* **EXERCISE BRIEF**: Show all lines from the listing below that contain "discarded".

* **TASK INPUTS**:
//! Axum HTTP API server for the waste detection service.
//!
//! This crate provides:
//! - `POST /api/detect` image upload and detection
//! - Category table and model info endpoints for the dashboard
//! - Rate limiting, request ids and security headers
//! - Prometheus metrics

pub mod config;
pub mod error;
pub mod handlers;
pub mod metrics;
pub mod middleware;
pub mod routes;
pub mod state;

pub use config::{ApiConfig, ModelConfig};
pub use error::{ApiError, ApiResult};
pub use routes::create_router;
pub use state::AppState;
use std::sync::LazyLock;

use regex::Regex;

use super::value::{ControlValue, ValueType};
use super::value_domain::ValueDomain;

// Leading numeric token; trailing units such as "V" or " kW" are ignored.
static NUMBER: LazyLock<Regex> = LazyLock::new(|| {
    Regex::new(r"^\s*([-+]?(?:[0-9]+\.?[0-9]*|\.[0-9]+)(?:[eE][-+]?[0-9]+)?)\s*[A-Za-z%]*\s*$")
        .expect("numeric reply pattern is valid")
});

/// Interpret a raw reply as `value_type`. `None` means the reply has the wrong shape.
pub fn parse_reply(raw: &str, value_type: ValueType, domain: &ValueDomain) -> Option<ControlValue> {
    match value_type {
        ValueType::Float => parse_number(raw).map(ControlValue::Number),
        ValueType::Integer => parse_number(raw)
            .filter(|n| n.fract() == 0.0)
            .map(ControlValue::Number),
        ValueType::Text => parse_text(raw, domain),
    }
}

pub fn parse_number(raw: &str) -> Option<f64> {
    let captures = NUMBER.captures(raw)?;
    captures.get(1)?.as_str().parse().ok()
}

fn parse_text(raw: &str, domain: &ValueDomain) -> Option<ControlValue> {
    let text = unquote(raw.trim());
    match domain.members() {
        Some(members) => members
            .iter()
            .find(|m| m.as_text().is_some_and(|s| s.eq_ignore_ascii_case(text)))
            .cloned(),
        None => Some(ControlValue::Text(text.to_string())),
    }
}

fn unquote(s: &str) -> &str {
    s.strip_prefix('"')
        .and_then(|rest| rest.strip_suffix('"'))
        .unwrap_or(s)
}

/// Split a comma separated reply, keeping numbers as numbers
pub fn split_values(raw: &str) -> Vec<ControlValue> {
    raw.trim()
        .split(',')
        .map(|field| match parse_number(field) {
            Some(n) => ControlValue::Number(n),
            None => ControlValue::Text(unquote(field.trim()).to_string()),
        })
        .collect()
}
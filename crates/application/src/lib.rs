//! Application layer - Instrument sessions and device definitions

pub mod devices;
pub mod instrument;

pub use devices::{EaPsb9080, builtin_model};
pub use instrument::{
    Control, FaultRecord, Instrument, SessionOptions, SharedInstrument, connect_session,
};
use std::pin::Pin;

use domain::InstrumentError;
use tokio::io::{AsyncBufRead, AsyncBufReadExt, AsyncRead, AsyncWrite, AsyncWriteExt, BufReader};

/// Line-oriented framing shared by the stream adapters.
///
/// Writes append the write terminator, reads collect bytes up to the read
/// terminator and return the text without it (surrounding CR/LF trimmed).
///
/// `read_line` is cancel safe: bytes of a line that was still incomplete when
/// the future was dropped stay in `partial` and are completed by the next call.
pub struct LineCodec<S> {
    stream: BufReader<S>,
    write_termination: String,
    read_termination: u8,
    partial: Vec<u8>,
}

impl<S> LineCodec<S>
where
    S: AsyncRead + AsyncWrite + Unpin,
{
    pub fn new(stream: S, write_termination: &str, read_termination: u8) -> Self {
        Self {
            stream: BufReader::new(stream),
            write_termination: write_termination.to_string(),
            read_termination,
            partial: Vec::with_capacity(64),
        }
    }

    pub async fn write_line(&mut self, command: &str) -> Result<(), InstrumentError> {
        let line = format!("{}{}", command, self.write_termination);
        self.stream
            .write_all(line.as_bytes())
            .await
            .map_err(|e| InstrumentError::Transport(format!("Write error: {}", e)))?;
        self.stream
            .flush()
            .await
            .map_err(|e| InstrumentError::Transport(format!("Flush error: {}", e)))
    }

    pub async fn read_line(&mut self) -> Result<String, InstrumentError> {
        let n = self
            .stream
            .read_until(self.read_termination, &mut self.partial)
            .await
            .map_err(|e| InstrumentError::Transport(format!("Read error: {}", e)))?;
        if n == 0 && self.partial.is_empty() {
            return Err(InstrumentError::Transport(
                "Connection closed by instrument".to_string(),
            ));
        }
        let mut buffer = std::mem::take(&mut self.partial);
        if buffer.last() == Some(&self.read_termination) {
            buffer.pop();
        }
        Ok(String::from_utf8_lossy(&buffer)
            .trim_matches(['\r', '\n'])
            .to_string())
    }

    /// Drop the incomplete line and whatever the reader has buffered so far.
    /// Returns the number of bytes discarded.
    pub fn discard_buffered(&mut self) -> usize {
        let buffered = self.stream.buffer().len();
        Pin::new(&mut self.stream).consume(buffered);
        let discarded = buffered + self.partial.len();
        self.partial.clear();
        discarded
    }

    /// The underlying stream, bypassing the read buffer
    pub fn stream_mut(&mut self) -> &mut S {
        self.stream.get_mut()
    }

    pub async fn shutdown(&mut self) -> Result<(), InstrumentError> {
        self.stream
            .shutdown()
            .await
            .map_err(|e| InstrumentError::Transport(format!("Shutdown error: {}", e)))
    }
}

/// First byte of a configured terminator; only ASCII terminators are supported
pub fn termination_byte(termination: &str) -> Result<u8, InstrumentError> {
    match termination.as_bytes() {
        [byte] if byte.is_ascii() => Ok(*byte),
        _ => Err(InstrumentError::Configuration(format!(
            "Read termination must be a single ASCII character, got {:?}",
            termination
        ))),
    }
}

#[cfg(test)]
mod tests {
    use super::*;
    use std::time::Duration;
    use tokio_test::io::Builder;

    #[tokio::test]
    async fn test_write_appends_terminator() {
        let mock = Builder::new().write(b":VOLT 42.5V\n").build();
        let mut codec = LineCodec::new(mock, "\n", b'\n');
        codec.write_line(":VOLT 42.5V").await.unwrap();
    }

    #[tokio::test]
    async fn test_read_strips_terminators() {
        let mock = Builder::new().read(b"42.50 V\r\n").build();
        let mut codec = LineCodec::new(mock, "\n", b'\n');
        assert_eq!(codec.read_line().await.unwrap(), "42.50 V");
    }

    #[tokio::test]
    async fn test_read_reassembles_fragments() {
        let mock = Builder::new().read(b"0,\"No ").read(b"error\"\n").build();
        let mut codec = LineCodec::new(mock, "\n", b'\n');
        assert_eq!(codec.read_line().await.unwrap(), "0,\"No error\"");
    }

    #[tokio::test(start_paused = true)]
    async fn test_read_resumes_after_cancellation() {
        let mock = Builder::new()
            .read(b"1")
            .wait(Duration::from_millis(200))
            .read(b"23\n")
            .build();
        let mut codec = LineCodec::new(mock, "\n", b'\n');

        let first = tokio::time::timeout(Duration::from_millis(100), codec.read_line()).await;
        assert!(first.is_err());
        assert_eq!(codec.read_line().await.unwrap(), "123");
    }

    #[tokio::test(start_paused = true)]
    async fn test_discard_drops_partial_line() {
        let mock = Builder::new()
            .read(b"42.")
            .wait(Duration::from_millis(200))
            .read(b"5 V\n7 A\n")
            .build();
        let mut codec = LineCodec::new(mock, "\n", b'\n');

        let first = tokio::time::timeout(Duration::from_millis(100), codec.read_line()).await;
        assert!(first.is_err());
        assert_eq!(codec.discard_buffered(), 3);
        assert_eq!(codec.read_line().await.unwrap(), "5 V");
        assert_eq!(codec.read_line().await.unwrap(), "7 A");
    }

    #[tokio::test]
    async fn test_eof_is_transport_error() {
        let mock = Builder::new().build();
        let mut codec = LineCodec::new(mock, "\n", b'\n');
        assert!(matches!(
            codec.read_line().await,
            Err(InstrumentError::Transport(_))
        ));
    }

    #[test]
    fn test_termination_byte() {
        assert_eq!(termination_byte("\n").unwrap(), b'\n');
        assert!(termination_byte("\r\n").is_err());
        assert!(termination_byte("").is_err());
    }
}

* **RESPONSE BELOW**:
    /// Returns the number of bytes discarded.
        let discarded = buffered + self.partial.len();
        discarded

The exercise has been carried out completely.